# [Stored items from a collection]
◆ ◆ ◆ ◆
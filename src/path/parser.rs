use crate::path::ast::{Axis, NameTest, PathAst, Predicate, Step};
use thiserror::Error;

#[derive(Error, Debug, Clone, PartialEq, Eq)]
#[error("at offset {position}: {message}")]
pub struct PathError {
    pub position: usize,
    pub message: String,
}

/// Parse a selector written over registry symbols.
///
/// ```text
/// path      := ('/' | '//')? step (('/' | '//') step)* ('/' '@' SYMBOL)?
/// step      := (SYMBOL | '*') predicate*
/// predicate := '[' rel ('=' '$' NAME)? ']'
/// rel       := '@' SYMBOL | (SYMBOL | '*') ('/' (SYMBOL | '*'))* ('/' '@' SYMBOL)?
/// ```
///
/// Literal values are rejected: comparisons always go through a `$variable`.
pub fn parse(input: &str) -> Result<PathAst, PathError> {
    let mut parser = Parser {
        input: input.as_bytes(),
        pos: 0,
    };
    parser.skip_ws();
    if parser.at_end() {
        return Err(parser.error("empty path"));
    }
    let steps = parser.parse_steps(false)?;
    parser.skip_ws();
    if !parser.at_end() {
        return Err(parser.unexpected());
    }
    Ok(PathAst { steps })
}

/// True when `c` may appear in a registry symbol or variable name.
pub fn is_symbol_char(c: u8) -> bool {
    c.is_ascii_alphanumeric() || c == b'_' || c == b'-' || c == b'.'
}

struct Parser<'a> {
    input: &'a [u8],
    pos: usize,
}

impl Parser<'_> {
    fn at_end(&self) -> bool {
        self.pos >= self.input.len()
    }

    fn peek(&self) -> Option<u8> {
        self.input.get(self.pos).copied()
    }

    fn starts_with(&self, text: &str) -> bool {
        self.input[self.pos..].starts_with(text.as_bytes())
    }

    fn skip_ws(&mut self) {
        while matches!(self.peek(), Some(c) if c.is_ascii_whitespace()) {
            self.pos += 1;
        }
    }

    fn error(&self, message: impl Into<String>) -> PathError {
        PathError {
            position: self.pos,
            message: message.into(),
        }
    }

    fn unexpected(&self) -> PathError {
        match self.peek() {
            Some(b'\'') | Some(b'"') => {
                self.error("literal values are not allowed; compare against a $variable")
            }
            Some(c) if c.is_ascii_digit() => {
                self.error("numeric literals are not allowed; compare against a $variable")
            }
            Some(c) => self.error(format!("unexpected character '{}'", c as char)),
            None => self.error("unexpected end of path"),
        }
    }

    fn symbol(&mut self, what: &str) -> Result<String, PathError> {
        let start = self.pos;
        while matches!(self.peek(), Some(c) if is_symbol_char(c)) {
            self.pos += 1;
        }
        if start == self.pos {
            return Err(match self.peek() {
                None => self.error(format!("expected {what}")),
                Some(_) => self.error(format!("expected {what}, found '{}'", self.rest_char())),
            });
        }
        let text = &self.input[start..self.pos];
        if text[0].is_ascii_digit() {
            self.pos = start;
            return Err(self.unexpected());
        }
        Ok(String::from_utf8_lossy(text).into_owned())
    }

    fn rest_char(&self) -> char {
        self.peek().map(|c| c as char).unwrap_or(' ')
    }

    fn axis(&mut self) -> Option<Axis> {
        if self.starts_with("//") {
            self.pos += 2;
            Some(Axis::Descendant)
        } else if self.starts_with("/") {
            self.pos += 1;
            Some(Axis::Child)
        } else {
            None
        }
    }

    fn at_terminator(&self, relative: bool) -> bool {
        match self.peek() {
            None => true,
            Some(b']') | Some(b'=') if relative => true,
            Some(c) if c.is_ascii_whitespace() => true,
            _ => false,
        }
    }

    fn parse_steps(&mut self, relative: bool) -> Result<Vec<Step>, PathError> {
        let mut steps = Vec::new();
        let mut axis = match self.axis() {
            Some(_) if relative => {
                return Err(self.error("predicate paths are relative and cannot start with '/'"))
            }
            Some(axis) => axis,
            None => Axis::Child,
        };

        loop {
            if self.peek() == Some(b'@') {
                if axis == Axis::Descendant {
                    return Err(self.error("attribute step cannot follow '//'"));
                }
                self.pos += 1;
                let symbol = self.symbol("attribute symbol")?;
                steps.push(Step::Attribute { symbol });
                if !self.at_terminator(relative) {
                    return Err(self.error("attribute step must be the last step"));
                }
                return Ok(steps);
            }

            let test = if self.peek() == Some(b'*') {
                self.pos += 1;
                NameTest::Any
            } else {
                NameTest::Symbol(self.symbol("element symbol")?)
            };
            steps.push(Step::Element { axis, test });

            while self.peek() == Some(b'[') {
                let predicate = self.parse_predicate()?;
                steps.push(Step::Predicate(predicate));
            }

            if self.at_terminator(relative) {
                return Ok(steps);
            }
            axis = match self.axis() {
                Some(axis) => axis,
                None => return Err(self.unexpected()),
            };
            if self.at_end() {
                return Err(self.error("dangling '/' at end of path"));
            }
        }
    }

    fn parse_predicate(&mut self) -> Result<Predicate, PathError> {
        let open = self.pos;
        self.pos += 1;
        self.skip_ws();
        if self.peek() == Some(b']') {
            return Err(self.error("empty predicate"));
        }
        let path = self.parse_steps(true)?;
        self.skip_ws();

        let mut equals = None;
        if self.peek() == Some(b'=') {
            self.pos += 1;
            self.skip_ws();
            if self.peek() != Some(b'$') {
                return Err(self.unexpected());
            }
            self.pos += 1;
            equals = Some(self.symbol("variable name")?);
            self.skip_ws();
        }

        if self.peek() != Some(b']') {
            return Err(PathError {
                position: open,
                message: "unbalanced '[' in predicate".to_string(),
            });
        }
        self.pos += 1;
        Ok(Predicate { path, equals })
    }
}

#[cfg(test)]
mod tests {
    use super::*;

    fn element(axis: Axis, symbol: &str) -> Step {
        Step::Element {
            axis,
            test: NameTest::Symbol(symbol.to_string()),
        }
    }

    #[test]
    fn parse_absolute_attribute_path() {
        let ast = parse("/theme/themeElements/clrScheme/accent1/srgbClr/@val").unwrap();
        assert_eq!(ast.steps.len(), 6);
        assert_eq!(ast.steps[0], element(Axis::Child, "theme"));
        assert_eq!(
            ast.steps[5],
            Step::Attribute {
                symbol: "val".to_string()
            }
        );
        assert!(ast.selects_attribute());
    }

    #[test]
    fn parse_descendant_with_predicate() {
        let ast = parse("//spTree/sp[nvSpPr/nvPr/ph/@phType = $footerType]").unwrap();
        assert_eq!(ast.steps[0], element(Axis::Descendant, "spTree"));
        let Step::Predicate(predicate) = &ast.steps[2] else {
            panic!("expected predicate");
        };
        assert_eq!(predicate.equals.as_deref(), Some("footerType"));
        assert_eq!(predicate.path.len(), 4);
        assert_eq!(
            ast.element_symbols().into_iter().collect::<Vec<_>>(),
            ["nvPr", "nvSpPr", "ph", "sp", "spTree"]
        );
        assert_eq!(
            ast.value_variables().into_iter().collect::<Vec<_>>(),
            ["footerType"]
        );
    }

    #[test]
    fn display_round_trips() {
        for source in [
            "/sld/cSld/spTree",
            "//sp[@shapeId]/*",
            "/a//b[c[@d = $e]]/@f",
        ] {
            let ast = parse(source).unwrap();
            assert_eq!(parse(&ast.to_string()).unwrap(), ast);
        }
    }

    #[test]
    fn literals_are_rejected() {
        let err = parse("//sp[@type = 'ftr']").unwrap_err();
        assert!(err.message.contains("literal"));
        let err = parse("//sp[@idx = 3]").unwrap_err();
        assert!(err.message.contains("numeric"));
    }

    #[test]
    fn malformed_paths_are_rejected() {
        for source in [
            "",
            "/",
            "/sld/",
            "/sld[@id",
            "/sld/@val/more",
            "/sld[]",
            "/sld[/abs]",
            "p:sld",
            "//@val",
        ] {
            assert!(parse(source).is_err(), "expected error for {source:?}");
        }
    }
}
◆ ◆ ◆ ◆
# [PROBLEM STATEMENT]
Look over the records above, and wherever a line contains the string "impl", copy that line.

# [RESPONSE TO THE TASK]
impl Parser<'_> {
    fn error(&self, message: impl Into<String>) -> PathError {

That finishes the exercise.